Here are the records. Write out exactly the lines between the one holding "out.push('\n');" and the one holding "it has none.", inclusive.
--- START ---
//! Cursor-level text heuristics for completion and hover.
//!
//! Documents being edited rarely parse at the cursor, so these work on raw
//! lines instead of the AST.

use tower_lsp::lsp_types::Position;

// ── Context kind ──────────────────────────────────────────────────────────────

/// What the cursor is positioned inside, used to drive completions.
#[derive(Debug, Clone, PartialEq, Eq)]
pub enum Context {
    /// Top level, or a capitalized word inside a block: an object type.
    Object,
    /// Inside a block, before any `:` on the line.
    Property { object: String },
    /// After `name:` on the line.
    Value { property: String },
    /// After `signal::`.
    Handler,
    /// Inside a comment or string.
    Unknown,
}

// ── word_at ───────────────────────────────────────────────────────────────────

/// The identifier containing or immediately preceding the cursor. Dots split
/// words, so hovering `b1` in `b1.label` yields `b1`.
pub fn word_at<'t>(text: &'t str, pos: &Position) -> Option<&'t str> {
    let line = text.lines().nth(pos.line as usize)?;
    let col = (pos.character as usize).min(line.len());
    if !line.is_char_boundary(col) {
        return None;
    }

    let is_word = |c: char| c.is_alphanumeric() || c == '_';
    let start = line[..col].rfind(|c: char| !is_word(c)).map(|i| i + 1).unwrap_or(0);
    let end = col + line[col..].find(|c: char| !is_word(c)).unwrap_or(line.len() - col);

    (start < end).then(|| &line[start..end])
}

// ── find_enclosing_object ─────────────────────────────────────────────────────

/// Walk backwards through `before` (text up to the cursor) counting braces to
/// find the nearest unclosed block, and return the name that opened it.
pub fn find_enclosing_object(before: &str) -> Option<String> {
    let mut depth: i32 = 0;

    for line in before.lines().rev() {
        let code = strip_comment(line.trim());
        for (i, ch) in code.char_indices().rev() {
            match ch {
                '}' => depth += 1,
                '{' => {
                    if depth == 0 {
                        return name_before(&code[..i]);
                    }
                    depth -= 1;
                }
                _ => {}
            }
        }
    }
    None
}

/// The last word of `s`: the name in `Button {` or `image: Image {`.
fn name_before(s: &str) -> Option<String> {
    let word = s.trim_end().rsplit(|c: char| c.is_whitespace() || c == ':' || c == ';').next()?;
    let word = word.rsplit('.').next()?;
    (!word.is_empty()).then(|| word.to_string())
}

// ── completion_context ────────────────────────────────────────────────────────

/// Classify the cursor position for completion.
pub fn completion_context(text: &str, pos: &Position) -> Context {
    let line_idx = pos.line as usize;
    let col = pos.character as usize;

    let current_line = text.lines().nth(line_idx).unwrap_or("");
    let before_cursor = current_line.get(..col.min(current_line.len())).unwrap_or("");
    if before_cursor.contains('#') || before_cursor.matches(['"', '\'']).count() % 2 == 1 {
        return Context::Unknown;
    }

    // only the statement the cursor is in
    let statement = before_cursor.rsplit(['{', ';']).next().unwrap_or("");

    if statement.contains("::") {
        return Context::Handler;
    }
    if let Some(colon_idx) = statement.rfind(':') {
        let property = statement[..colon_idx].trim().to_string();
        return Context::Value { property };
    }

    let before = text_before(text, line_idx, col);
    if brace_depth(&before) == 0 {
        return Context::Object;
    }

    let trimmed = statement.trim();
    if trimmed.starts_with(char::is_uppercase) {
        Context::Object
    } else {
        let object = find_enclosing_object(&before).unwrap_or_default();
        Context::Property { object }
    }
}

// ── helpers ───────────────────────────────────────────────────────────────────

fn strip_comment(s: &str) -> &str {
    s.find('#').map(|i| &s[..i]).unwrap_or(s)
}

fn brace_depth(text: &str) -> i32 {
    text.lines().map(strip_comment).flat_map(str::chars).fold(0i32, |d, c| match c {
        '{' => d + 1,
        '}' => (d - 1).max(0),
        _ => d,
    })
}

/// The source text from the beginning of the file up to `(line, col)`.
fn text_before(text: &str, line_idx: usize, col: usize) -> String {
    let mut out = String::new();
    for (i, line) in text.lines().enumerate() {
        if i < line_idx {
            out.push_str(line);
            out.push('\n');
        } else if i == line_idx {
            out.push_str(line.get(..col.min(line.len())).unwrap_or(line));
            break;
        } else {
            break;
        }
    }
    out
}
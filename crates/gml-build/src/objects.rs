use std::collections::HashMap;

use crate::error::BuildError;
use crate::reflect::InstanceId;

/// Name registry of one compilation: every constructed object under its
/// `id`, or under a synthesized name when it has none.
#[derive(Debug, Clone, Default)]
pub struct Objects {
    by_name: HashMap<String, InstanceId>,
    order: Vec<(String, InstanceId)>,
}

impl Objects {
    pub fn get(&self, name: &str) -> Option<InstanceId> {
        self.by_name.get(name).copied()
    }

    pub fn contains(&self, name: &str) -> bool {
        self.by_name.contains_key(name)
    }

    pub fn len(&self) -> usize {
        self.order.len()
    }

    pub fn is_empty(&self) -> bool {
        self.order.is_empty()
    }

    /// `(name, instance)` pairs in construction order.
    pub fn iter(&self) -> impl Iterator<Item = (&str, InstanceId)> + '_ {
        self.order.iter().map(|(name, id)| (name.as_str(), *id))
    }

    pub fn instances(&self) -> impl Iterator<Item = InstanceId> + '_ {
        self.order.iter().map(|(_, id)| *id)
    }

    pub(crate) fn insert(&mut self, name: String, id: InstanceId) -> Result<(), BuildError> {
        if self.by_name.contains_key(&name) {
            return Err(BuildError::DuplicateId(name));
        }
        self.by_name.insert(name.clone(), id);
        self.order.push((name, id));
        Ok(())
    }
}
use std::io::Write;
use std::sync::Once;

/// Logger configuration.
///
/// `env_filter` follows the `env_logger` filter syntax (e.g. "info",
/// "gml_build=trace,tower_lsp=warn").
#[derive(Debug, Clone)]
pub struct LoggingConfig {
    pub env_filter: Option<String>,
    pub write_style: env_logger::WriteStyle,
    /// Send records to stderr. Language servers speak their protocol on
    /// stdout and must keep it clean.
    pub stderr: bool,
}

impl Default for LoggingConfig {
    fn default() -> Self {
        Self {
            env_filter: None,
            write_style: env_logger::WriteStyle::Auto,
            stderr: true,
        }
    }
}

impl LoggingConfig {
    pub fn with_filter(mut self, filter: impl Into<String>) -> Self {
        self.env_filter = Some(filter.into());
        self
    }

    pub fn with_write_style(mut self, style: env_logger::WriteStyle) -> Self {
        self.write_style = style;
        self
    }
}

static INIT: Once = Once::new();

/// Initializes the global logger once; later calls are ignored.
///
/// Filter precedence: `config.env_filter`, then `GML_LOG`, then `RUST_LOG`,
/// then `info`.
pub fn init_logging(config: LoggingConfig) {
    INIT.call_once(|| {
        let mut builder = env_logger::Builder::new();

        if let Some(filter) = config.env_filter {
            builder.parse_filters(&filter);
        } else if let Ok(filter) = std::env::var("GML_LOG") {
            builder.parse_filters(&filter);
        } else if let Ok(filter) = std::env::var("RUST_LOG") {
            builder.parse_filters(&filter);
        } else {
            builder.filter_level(log::LevelFilter::Info);
        }

        builder.write_style(config.write_style);
        builder.target(if config.stderr {
            env_logger::Target::Stderr
        } else {
            env_logger::Target::Stdout
        });
        builder.format(|buf, record| {
            writeln!(buf, "[{} {}] {}", record.level(), record.target(), record.args())
        });

        // another logger may already be installed by the host application
        if builder.try_init().is_err() {
            return;
        }

        log::debug!("logging initialized");
    });
}
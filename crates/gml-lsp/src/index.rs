//! Per-document index of declared object ids.
//!
//! Built from the token stream rather than the AST so that it stays useful
//! while the document does not parse: every `id:` the lexer can see is
//! indexed along with the type of the block it sits in.

use std::collections::BTreeSet;

use gml_build::PACKING_BLOCK;
use gml_syntax::ast::ID_PROPERTY;
use gml_syntax::{Position, Token, TokenKind};

#[derive(Debug, Clone, PartialEq)]
pub struct Declaration {
    pub id: String,
    /// Name that opened the enclosing block: a type, or a slot name such as
    /// `image`.
    pub type_name: String,
    /// Position of the id value.
    pub pos: Position,
}

#[derive(Debug, Default)]
pub struct DocumentIndex {
    decls: Vec<Declaration>,
    types: BTreeSet<String>,
    handlers: BTreeSet<String>,
}

impl DocumentIndex {
    /// Index `src`. A document the lexer rejects yields an empty index.
    pub fn build(src: &str) -> Self {
        match gml_syntax::tokenize(src) {
            Ok(tokens) => Self::from_tokens(&tokens),
            Err(_) => Self::default(),
        }
    }

    pub fn from_tokens(tokens: &[Token]) -> Self {
        let mut index = Self::default();
        let mut open: Vec<&str> = Vec::new();

        for (i, tok) in tokens.iter().enumerate() {
            let next = |k: usize| tokens.get(i + k);

            if tok.is_punct('}') {
                open.pop();
                continue;
            }
            if !tok.is_name() {
                continue;
            }

            if next(1).is_some_and(|t| t.is_punct('{')) {
                open.push(&tok.text);
                if tok.text.starts_with(char::is_uppercase) {
                    index.types.insert(tok.text.clone());
                }
                continue;
            }

            if next(1).is_some_and(|t| t.is_punct(':')) && next(2).is_some_and(|t| t.is_punct(':')) {
                if let Some(handler) = next(3).filter(|t| t.is_name()) {
                    index.handlers.insert(handler.text.clone());
                }
                continue;
            }

            let after_dot = i > 0 && tokens[i - 1].is_punct('.');
            let is_id = tok.text == ID_PROPERTY
                && !after_dot
                && next(1).is_some_and(|t| t.is_punct(':'));
            if !is_id {
                continue;
            }
            let Some(value) = next(2) else {
                continue;
            };
            let id = match value.kind {
                TokenKind::Name => value.text.clone(),
                TokenKind::Str if value.text.len() >= 2 => value.text[1..value.text.len() - 1].to_string(),
                _ => continue,
            };
            let Some(type_name) = open.last().filter(|t| **t != PACKING_BLOCK) else {
                continue;
            };
            index.decls.push(Declaration { id, type_name: type_name.to_string(), pos: value.pos });
        }

        index
    }

    /// First declaration of `id`.
    pub fn get(&self, id: &str) -> Option<&Declaration> {
        self.decls.iter().find(|d| d.id == id)
    }

    pub fn declarations(&self) -> impl Iterator<Item = &Declaration> {
        self.decls.iter()
    }

    /// Type names opened with a block anywhere in the document.
    pub fn types(&self) -> impl Iterator<Item = &str> {
        self.types.iter().map(String::as_str)
    }

    /// Handler names bound with `signal:: handler`.
    pub fn handlers(&self) -> impl Iterator<Item = &str> {
        self.handlers.iter().map(String::as_str)
    }

    /// Every declaration of an id after its first.
    pub fn duplicates(&self) -> Vec<&Declaration> {
        self.decls
            .iter()
            .enumerate()
            .filter(|(i, d)| self.decls[..*i].iter().any(|earlier| earlier.id == d.id))
            .map(|(_, d)| d)
            .collect()
    }
}

#[cfg(test)]
mod tests {
    use super::*;

    const SRC: &str = r#"
Window {
    id: main
    Box {
        id: "row"
        Button { id: ok; label: main.title; clicked:: on_ok }
        packing { id: nope }
    }
    image { id: icon }
}
"#;

    #[test]
    fn ids_with_enclosing_type() {
        let index = DocumentIndex::build(SRC);
        let found: Vec<(&str, &str)> =
            index.declarations().map(|d| (d.id.as_str(), d.type_name.as_str())).collect();
        assert_eq!(found, [("main", "Window"), ("row", "Box"), ("ok", "Button"), ("icon", "image")]);
    }

    #[test]
    fn positions_point_at_the_value() {
        let index = DocumentIndex::build(SRC);
        assert_eq!(index.get("main").unwrap().pos, Position::new(3, 9));
    }

    #[test]
    fn types_are_capitalized_block_openers() {
        let index = DocumentIndex::build(SRC);
        assert_eq!(index.types().collect::<Vec<_>>(), ["Box", "Button", "Window"]);
    }

    #[test]
    fn handlers_are_collected() {
        let index = DocumentIndex::build(SRC);
        assert_eq!(index.handlers().collect::<Vec<_>>(), ["on_ok"]);
    }

    #[test]
    fn duplicates_after_the_first() {
        let index = DocumentIndex::build("A { id: x }\nB { id: x }\nC { id: y }");
        let dups = index.duplicates();
        assert_eq!(dups.len(), 1);
        assert_eq!(dups[0].type_name, "B");
    }

    #[test]
    fn unparsable_document_is_still_indexed() {
        let index = DocumentIndex::build("Window { id: w\n  Button { label: ");
        assert!(index.get("w").is_some());
    }

    #[test]
    fn lex_error_gives_empty_index() {
        let index = DocumentIndex::build("Window { id: w; title: \"open");
        assert_eq!(index.declarations().count(), 0);
    }
}
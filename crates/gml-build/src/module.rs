use std::rc::Rc;

use crate::coerce::{Coerce, Coercion, Converter};
use crate::error::BuildError;
use crate::reflect::{InstanceId, Value};
use crate::signals::SignalHandlers;

/// What an `import Name` statement brings into a compilation: extra signal
/// handlers and converters for toolkit-specific value types.
///
/// ```rust,ignore
/// let colors = Module::new("Colors")
///     .with_converter("Color", parse_color)
///     .with_handler("colors_reset", |_, _| reset_palette());
/// builder.with_module(colors);
/// ```
#[derive(Clone)]
pub struct Module {
    name: String,
    handlers: SignalHandlers,
    converters: Vec<(String, Converter)>,
}

impl Module {
    pub fn new(name: impl Into<String>) -> Self {
        Self { name: name.into(), handlers: SignalHandlers::new(), converters: Vec::new() }
    }

    pub fn name(&self) -> &str {
        &self.name
    }

    pub fn with_handler<F>(mut self, name: impl Into<String>, handler: F) -> Self
    where
        F: Fn(InstanceId, &[Value]) + 'static,
    {
        self.handlers.insert(name, handler);
        self
    }

    /// Converter for properties whose type is (or derives from) `type_name`.
    pub fn with_converter<F>(mut self, type_name: impl Into<String>, converter: F) -> Self
    where
        F: Fn(&Coerce<'_>) -> Result<Coercion, BuildError> + 'static,
    {
        self.converters.push((type_name.into(), Rc::new(converter)));
        self
    }

    pub fn handlers(&self) -> &SignalHandlers {
        &self.handlers
    }

    pub fn converters(&self) -> &[(String, Converter)] {
        &self.converters
    }
}
impl ReflectionProvider for ObjectSpace {
    fn type_from_name(&self, name: &str) -> Result<TypeHandle, ReflectError> {
        self.info(name).map(|t| TypeHandle::new(&t.name))
    }

    fn type_of(&self, instance: InstanceId) -> Result<TypeHandle, ReflectError> {
        Ok(TypeHandle::new(&self.object(instance)?.type_name))
    }

    fn lookup_property_spec(&self, ty: &TypeHandle, name: &str) -> Result<PropertySpec, ReflectError> {
        let chain = self.chain(ty.name());
        Self::find_spec(&chain, name, |t| t.properties.as_slice())
            .cloned()
            .ok_or_else(|| ReflectError::UnknownProperty {
                type_name: ty.name().to_string(),
                property: name.to_string(),
            })
    }

    fn instantiate(
        &mut self,
        ty: &TypeHandle,
        properties: Vec<(String, Value)>,
    ) -> Result<InstanceId, ReflectError> {
        let id = self.create(ty.name())?;
        for (name, value) in properties {
            self.set_property(id, &name, value)?;
        }
        Ok(id)
    }

    fn set_property(&mut self, instance: InstanceId, name: &str, value: Value) -> Result<(), ReflectError> {
        let ty = self.type_of(instance)?;
        let spec = self.lookup_property_spec(&ty, name)?;
        if !self.accepts(&spec.value_type, &value) {
            return Err(ReflectError::Rejected(format!(
                "`{ty}.{name}` of type `{}` cannot hold {value:?}",
                spec.value_type
            )));
        }
        self.object_mut(instance)?.properties.insert(name.to_string(), value);
        Ok(())
    }

    fn get_property(&self, instance: InstanceId, name: &str) -> Result<Value, ReflectError> {
        let ty = self.type_of(instance)?;
        self.lookup_property_spec(&ty, name)?;
        Ok(self.object(instance)?.properties.get(name).cloned().unwrap_or(Value::Null))
    }

    fn supertypes(&self, ty: &TypeHandle) -> Vec<TypeHandle> {
        self.chain(ty.name()).iter().map(|t| TypeHandle::new(&t.name)).collect()
    }

    fn enum_nicks(&self, enum_type: &TypeHandle) -> Result<Vec<(String, i64)>, ReflectError> {
        match &self.info(enum_type.name())?.kind {
            TypeKind::Enum(values) => Ok(values.clone()),
            _ => Err(ReflectError::Rejected(format!("`{enum_type}` is not an enum"))),
        }
    }

    fn attach_child(
        &mut self,
        parent: InstanceId,
        child: InstanceId,
        child_type_hint: Option<&str>,
    ) -> Result<(), ReflectError> {
        if !self.is_container(parent) {
            return Err(ReflectError::Rejected(format!("{parent} is not a container")));
        }
        if let Some(previous) = self.object(child)?.parent {
            return Err(ReflectError::Rejected(format!("{child} already has parent {previous}")));
        }

        self.object_mut(parent)?.children.push((child, child_type_hint.map(str::to_string)));
        self.object_mut(child)?.parent = Some(parent);

        let child_ty = self.type_of(child)?;
        if self.lookup_property_spec(&child_ty, "parent").is_ok() {
            self.set_property(child, "parent", Value::Object(parent))?;
        }
        Ok(())
    }

    fn list_child_property_specs(&self, parent: InstanceId) -> Result<Vec<PropertySpec>, ReflectError> {
        let ty = self.type_of(parent)?;
        Ok(self.chain(ty.name()).iter().flat_map(|t| t.child_properties.iter().cloned()).collect())
    }

    fn set_child_property(
        &mut self,
        parent: InstanceId,
        child: InstanceId,
        name: &str,
        value: Value,
    ) -> Result<(), ReflectError> {
        if !self.object(parent)?.children.iter().any(|(c, _)| *c == child) {
            return Err(ReflectError::Rejected(format!("{child} is not a child of {parent}")));
        }
        let specs = self.list_child_property_specs(parent)?;
        let Some(spec) = specs.iter().find(|s| s.name == name) else {
            return Err(ReflectError::UnknownProperty {
                type_name: self.type_of(parent)?.name().to_string(),
                property: name.to_string(),
            });
        };
        if !self.accepts(&spec.value_type, &value) {
            return Err(ReflectError::Rejected(format!(
                "child property `{name}` of type `{}` cannot hold {value:?}",
                spec.value_type
            )));
        }
        self.object_mut(parent)?.child_values.insert((child, name.to_string()), value);
        Ok(())
    }

    fn connect_signal(
        &mut self,
        instance: InstanceId,
        signal: &str,
        handler: SignalHandler,
    ) -> Result<(), ReflectError> {
        let ty = self.type_of(instance)?;
        if !self.chain(ty.name()).iter().any(|t| t.signals.iter().any(|s| s == signal)) {
            return Err(ReflectError::UnknownSignal {
                type_name: ty.name().to_string(),
                signal: signal.to_string(),
            });
        }
        self.object_mut(instance)?.handlers.push((signal.to_string(), handler));
        Ok(())
    }

    fn is_container(&self, instance: InstanceId) -> bool {
        let Some(type_name) = self.type_name(instance) else {
            return false;
        };
        self.chain(type_name)
            .iter()
            .any(|t| matches!(t.kind, TypeKind::Object { container: true }))
    }
}
use gml_build::logging::{LoggingConfig, init_logging};
use tower_lsp::{LspService, Server};

mod analysis;
mod backend;
mod index;

use backend::Backend;

#[tokio::main]
async fn main() {
    // stdout carries the protocol
    init_logging(LoggingConfig::default());
    log::info!("gml-lsp {} starting", env!("CARGO_PKG_VERSION"));

    let stdin = tokio::io::stdin();
    let stdout = tokio::io::stdout();
    let (service, socket) = LspService::new(Backend::new);
    Server::new(stdin, stdout, socket).serve(service).await;
}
--- END ---
TASK SOLUTION -
            out.push('\n');
        } else if i == line_idx {
            out.push_str(line.get(..col.min(line.len())).unwrap_or(line));
            break;
        } else {
            break;
        }
    }
    out
}
filename crates/gml-build/src/objects.rs
use std::collections::HashMap;

use crate::error::BuildError;
use crate::reflect::InstanceId;

/// Name registry of one compilation: every constructed object under its
/// `id`, or under a synthesized name when it has none.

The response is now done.